Your task —
Report each line from the entries in which "RegisteredCommand" can be found.

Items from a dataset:
####################

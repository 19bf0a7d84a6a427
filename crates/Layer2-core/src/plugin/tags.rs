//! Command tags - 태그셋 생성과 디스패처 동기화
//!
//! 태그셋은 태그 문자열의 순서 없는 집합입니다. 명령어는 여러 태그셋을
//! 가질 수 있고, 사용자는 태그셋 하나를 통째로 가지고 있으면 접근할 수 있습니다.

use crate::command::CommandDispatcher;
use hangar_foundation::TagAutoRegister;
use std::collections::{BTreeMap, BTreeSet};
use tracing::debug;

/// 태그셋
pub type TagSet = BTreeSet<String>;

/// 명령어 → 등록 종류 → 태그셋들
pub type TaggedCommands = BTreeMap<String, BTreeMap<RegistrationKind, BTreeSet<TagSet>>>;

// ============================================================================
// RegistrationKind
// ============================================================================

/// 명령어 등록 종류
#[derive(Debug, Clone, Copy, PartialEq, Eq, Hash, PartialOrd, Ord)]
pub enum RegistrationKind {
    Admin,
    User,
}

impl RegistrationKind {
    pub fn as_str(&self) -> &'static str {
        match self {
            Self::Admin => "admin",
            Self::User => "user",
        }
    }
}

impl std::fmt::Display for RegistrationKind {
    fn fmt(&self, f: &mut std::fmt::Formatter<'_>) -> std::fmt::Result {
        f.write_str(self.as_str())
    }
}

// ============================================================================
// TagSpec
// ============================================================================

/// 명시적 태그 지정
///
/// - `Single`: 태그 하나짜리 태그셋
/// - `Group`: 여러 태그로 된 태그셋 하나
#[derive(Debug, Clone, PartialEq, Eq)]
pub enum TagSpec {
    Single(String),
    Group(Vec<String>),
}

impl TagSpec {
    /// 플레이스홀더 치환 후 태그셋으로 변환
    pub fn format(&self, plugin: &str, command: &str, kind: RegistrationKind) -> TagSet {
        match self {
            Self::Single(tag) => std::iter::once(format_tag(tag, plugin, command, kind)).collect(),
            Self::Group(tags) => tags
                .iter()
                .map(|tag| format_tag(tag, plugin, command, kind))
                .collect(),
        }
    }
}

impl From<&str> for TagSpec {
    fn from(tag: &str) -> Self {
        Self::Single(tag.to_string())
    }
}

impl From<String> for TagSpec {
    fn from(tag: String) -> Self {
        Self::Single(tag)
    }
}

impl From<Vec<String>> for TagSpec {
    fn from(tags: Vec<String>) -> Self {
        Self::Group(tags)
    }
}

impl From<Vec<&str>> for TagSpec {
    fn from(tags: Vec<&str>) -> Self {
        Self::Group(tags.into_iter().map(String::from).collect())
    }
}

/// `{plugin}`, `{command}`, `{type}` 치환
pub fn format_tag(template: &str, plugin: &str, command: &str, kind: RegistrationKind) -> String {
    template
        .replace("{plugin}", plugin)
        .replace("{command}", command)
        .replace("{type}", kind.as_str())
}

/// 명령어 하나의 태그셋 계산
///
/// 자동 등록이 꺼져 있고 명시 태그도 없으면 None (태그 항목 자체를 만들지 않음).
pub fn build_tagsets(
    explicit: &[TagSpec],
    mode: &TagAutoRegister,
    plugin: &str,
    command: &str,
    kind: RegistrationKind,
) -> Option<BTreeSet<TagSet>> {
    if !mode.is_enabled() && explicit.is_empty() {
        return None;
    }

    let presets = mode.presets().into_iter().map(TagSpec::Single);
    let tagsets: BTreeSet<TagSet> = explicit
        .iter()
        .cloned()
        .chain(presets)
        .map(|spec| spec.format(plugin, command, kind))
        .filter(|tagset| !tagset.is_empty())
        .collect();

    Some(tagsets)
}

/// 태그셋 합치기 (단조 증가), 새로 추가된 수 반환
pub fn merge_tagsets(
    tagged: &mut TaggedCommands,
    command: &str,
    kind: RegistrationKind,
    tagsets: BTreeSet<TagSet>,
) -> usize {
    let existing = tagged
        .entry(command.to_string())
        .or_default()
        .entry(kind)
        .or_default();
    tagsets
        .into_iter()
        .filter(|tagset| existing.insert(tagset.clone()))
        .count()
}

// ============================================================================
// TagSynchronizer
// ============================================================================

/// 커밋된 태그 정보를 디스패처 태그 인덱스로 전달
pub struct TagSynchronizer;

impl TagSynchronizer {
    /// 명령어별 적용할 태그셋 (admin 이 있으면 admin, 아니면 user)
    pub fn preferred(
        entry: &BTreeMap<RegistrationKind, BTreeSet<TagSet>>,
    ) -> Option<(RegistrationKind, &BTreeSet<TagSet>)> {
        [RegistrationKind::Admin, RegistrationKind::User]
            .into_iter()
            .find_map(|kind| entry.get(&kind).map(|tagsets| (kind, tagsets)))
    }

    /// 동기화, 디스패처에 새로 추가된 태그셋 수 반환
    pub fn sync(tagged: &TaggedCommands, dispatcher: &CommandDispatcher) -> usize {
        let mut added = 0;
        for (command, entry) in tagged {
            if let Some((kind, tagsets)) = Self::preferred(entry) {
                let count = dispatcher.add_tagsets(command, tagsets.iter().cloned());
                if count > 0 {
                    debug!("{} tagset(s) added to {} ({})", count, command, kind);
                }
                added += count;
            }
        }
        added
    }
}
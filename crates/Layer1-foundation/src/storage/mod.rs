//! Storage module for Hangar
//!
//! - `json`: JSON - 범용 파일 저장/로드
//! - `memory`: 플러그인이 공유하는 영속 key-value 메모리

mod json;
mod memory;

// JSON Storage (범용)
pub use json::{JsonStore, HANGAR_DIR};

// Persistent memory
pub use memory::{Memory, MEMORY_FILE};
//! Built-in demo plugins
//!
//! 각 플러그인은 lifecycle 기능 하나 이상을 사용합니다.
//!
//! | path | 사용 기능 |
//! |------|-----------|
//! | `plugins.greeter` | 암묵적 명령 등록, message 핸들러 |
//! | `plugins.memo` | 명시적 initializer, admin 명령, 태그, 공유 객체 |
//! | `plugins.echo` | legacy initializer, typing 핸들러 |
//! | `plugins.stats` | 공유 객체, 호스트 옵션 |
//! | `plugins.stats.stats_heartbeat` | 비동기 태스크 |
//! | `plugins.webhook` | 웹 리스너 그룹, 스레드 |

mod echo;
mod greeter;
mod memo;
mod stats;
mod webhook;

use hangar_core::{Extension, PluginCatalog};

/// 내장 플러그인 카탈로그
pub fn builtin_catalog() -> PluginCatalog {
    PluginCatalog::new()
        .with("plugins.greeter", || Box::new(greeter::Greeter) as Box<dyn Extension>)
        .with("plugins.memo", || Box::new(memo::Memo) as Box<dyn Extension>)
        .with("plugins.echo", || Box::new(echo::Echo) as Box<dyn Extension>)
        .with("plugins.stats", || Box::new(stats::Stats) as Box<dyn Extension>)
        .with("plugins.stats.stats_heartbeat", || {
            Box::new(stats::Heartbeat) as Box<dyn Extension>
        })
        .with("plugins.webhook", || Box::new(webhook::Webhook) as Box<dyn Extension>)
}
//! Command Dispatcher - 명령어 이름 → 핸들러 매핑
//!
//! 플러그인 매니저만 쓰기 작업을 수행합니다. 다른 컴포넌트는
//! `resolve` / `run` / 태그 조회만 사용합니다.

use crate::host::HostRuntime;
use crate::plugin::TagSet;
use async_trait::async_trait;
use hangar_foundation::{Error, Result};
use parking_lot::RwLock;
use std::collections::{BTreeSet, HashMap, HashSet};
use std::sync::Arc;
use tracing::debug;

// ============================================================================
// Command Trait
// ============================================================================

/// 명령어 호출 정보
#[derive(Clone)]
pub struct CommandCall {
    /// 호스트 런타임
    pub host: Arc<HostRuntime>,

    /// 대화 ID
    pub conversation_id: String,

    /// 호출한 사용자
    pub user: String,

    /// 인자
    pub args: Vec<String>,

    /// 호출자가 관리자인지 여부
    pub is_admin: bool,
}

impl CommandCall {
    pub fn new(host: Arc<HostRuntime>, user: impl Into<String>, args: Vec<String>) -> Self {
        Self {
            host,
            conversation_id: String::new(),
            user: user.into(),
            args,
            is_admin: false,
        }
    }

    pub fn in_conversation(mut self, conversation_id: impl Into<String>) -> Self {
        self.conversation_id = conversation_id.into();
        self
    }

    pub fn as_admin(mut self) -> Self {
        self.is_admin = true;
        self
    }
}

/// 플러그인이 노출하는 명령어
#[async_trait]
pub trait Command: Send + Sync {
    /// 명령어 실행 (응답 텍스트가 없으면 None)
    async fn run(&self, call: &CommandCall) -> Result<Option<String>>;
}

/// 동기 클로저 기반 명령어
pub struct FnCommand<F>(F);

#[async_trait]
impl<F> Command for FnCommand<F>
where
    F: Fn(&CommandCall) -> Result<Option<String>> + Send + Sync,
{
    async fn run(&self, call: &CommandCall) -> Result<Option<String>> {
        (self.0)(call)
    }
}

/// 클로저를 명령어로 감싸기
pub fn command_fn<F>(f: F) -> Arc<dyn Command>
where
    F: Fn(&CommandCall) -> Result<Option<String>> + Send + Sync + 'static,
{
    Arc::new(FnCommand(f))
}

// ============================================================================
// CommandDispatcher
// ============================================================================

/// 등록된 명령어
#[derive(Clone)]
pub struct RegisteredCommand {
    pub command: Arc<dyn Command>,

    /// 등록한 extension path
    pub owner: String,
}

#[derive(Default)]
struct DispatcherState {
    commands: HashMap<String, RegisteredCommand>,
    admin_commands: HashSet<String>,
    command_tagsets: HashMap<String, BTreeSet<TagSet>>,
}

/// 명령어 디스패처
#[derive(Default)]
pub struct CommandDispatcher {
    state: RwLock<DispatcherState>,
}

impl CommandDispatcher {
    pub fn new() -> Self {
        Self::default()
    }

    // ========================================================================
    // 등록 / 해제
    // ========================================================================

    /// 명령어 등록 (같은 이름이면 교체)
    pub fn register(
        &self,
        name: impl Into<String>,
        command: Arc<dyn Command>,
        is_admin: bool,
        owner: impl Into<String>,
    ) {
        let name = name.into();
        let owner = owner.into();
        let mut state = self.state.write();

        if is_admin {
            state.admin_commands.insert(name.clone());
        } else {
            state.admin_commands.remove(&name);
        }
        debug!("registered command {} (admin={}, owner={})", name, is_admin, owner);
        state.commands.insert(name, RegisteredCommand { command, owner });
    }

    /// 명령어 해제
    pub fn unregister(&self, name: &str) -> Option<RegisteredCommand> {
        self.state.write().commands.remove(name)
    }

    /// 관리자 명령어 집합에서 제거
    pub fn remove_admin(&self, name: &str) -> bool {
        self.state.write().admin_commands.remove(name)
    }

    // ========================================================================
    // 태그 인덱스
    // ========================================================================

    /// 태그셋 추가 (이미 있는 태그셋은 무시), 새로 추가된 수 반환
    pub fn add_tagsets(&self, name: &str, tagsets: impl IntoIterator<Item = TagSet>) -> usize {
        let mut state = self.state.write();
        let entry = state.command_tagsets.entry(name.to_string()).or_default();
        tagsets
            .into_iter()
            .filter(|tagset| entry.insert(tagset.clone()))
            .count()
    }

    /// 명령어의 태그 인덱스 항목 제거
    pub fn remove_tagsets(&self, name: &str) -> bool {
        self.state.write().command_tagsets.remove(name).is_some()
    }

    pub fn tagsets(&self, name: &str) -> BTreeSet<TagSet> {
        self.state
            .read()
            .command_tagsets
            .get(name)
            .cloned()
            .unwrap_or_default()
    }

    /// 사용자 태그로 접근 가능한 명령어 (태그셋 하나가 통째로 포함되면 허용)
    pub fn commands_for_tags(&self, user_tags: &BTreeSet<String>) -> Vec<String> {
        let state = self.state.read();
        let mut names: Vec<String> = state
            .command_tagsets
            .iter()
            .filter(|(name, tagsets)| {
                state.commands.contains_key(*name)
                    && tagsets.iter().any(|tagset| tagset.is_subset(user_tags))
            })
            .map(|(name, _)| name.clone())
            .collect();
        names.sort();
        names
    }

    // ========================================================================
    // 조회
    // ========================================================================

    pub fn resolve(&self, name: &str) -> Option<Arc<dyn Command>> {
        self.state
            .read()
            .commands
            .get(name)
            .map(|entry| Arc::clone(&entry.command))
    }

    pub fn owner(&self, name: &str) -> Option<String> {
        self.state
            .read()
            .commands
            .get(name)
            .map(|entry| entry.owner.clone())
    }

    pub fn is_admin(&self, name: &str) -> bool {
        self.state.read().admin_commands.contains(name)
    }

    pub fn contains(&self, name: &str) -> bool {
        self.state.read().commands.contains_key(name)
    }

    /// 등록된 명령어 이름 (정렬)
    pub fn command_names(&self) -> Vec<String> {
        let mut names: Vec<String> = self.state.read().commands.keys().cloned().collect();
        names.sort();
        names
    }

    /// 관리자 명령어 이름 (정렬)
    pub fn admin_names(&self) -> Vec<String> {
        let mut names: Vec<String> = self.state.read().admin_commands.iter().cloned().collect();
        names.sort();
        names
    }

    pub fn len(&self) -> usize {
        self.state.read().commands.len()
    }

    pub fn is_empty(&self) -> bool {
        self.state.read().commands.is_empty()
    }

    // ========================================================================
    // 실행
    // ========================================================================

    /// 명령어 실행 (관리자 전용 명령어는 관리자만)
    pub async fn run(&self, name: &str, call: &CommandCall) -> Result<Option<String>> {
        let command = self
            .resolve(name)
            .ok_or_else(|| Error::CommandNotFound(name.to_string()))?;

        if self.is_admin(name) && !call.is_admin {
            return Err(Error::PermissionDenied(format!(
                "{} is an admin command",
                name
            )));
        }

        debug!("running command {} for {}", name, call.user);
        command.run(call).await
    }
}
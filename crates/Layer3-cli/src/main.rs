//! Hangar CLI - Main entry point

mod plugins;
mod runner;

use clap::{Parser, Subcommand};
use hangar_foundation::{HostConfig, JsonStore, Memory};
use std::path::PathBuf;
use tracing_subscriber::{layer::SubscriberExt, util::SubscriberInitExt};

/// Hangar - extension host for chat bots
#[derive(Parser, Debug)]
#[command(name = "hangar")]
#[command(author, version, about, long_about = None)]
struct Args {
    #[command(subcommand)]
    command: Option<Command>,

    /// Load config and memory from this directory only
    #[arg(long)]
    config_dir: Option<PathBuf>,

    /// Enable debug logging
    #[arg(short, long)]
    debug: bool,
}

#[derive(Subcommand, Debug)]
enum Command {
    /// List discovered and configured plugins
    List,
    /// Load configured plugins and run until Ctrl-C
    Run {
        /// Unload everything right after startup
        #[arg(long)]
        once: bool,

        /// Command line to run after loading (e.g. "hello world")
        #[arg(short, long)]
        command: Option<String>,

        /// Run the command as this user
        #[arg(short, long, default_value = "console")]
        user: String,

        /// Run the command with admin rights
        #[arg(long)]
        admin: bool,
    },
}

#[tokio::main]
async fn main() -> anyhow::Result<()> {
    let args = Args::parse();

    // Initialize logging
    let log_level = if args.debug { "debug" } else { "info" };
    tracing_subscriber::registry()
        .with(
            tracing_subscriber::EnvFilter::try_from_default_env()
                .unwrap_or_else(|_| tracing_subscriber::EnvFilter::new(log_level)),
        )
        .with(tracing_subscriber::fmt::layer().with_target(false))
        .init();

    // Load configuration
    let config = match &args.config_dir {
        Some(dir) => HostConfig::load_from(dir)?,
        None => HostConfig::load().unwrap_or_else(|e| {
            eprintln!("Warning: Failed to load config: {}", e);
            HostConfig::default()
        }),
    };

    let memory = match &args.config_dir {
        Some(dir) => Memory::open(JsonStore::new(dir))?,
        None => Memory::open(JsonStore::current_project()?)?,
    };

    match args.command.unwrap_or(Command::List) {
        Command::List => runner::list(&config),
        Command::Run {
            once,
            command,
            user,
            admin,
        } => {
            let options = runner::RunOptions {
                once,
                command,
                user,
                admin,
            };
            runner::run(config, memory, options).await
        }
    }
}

####################

The answer —
pub struct RegisteredCommand {
    commands: HashMap<String, RegisteredCommand>,
        state.commands.insert(name, RegisteredCommand { command, owner });
    pub fn unregister(&self, name: &str) -> Option<RegisteredCommand> {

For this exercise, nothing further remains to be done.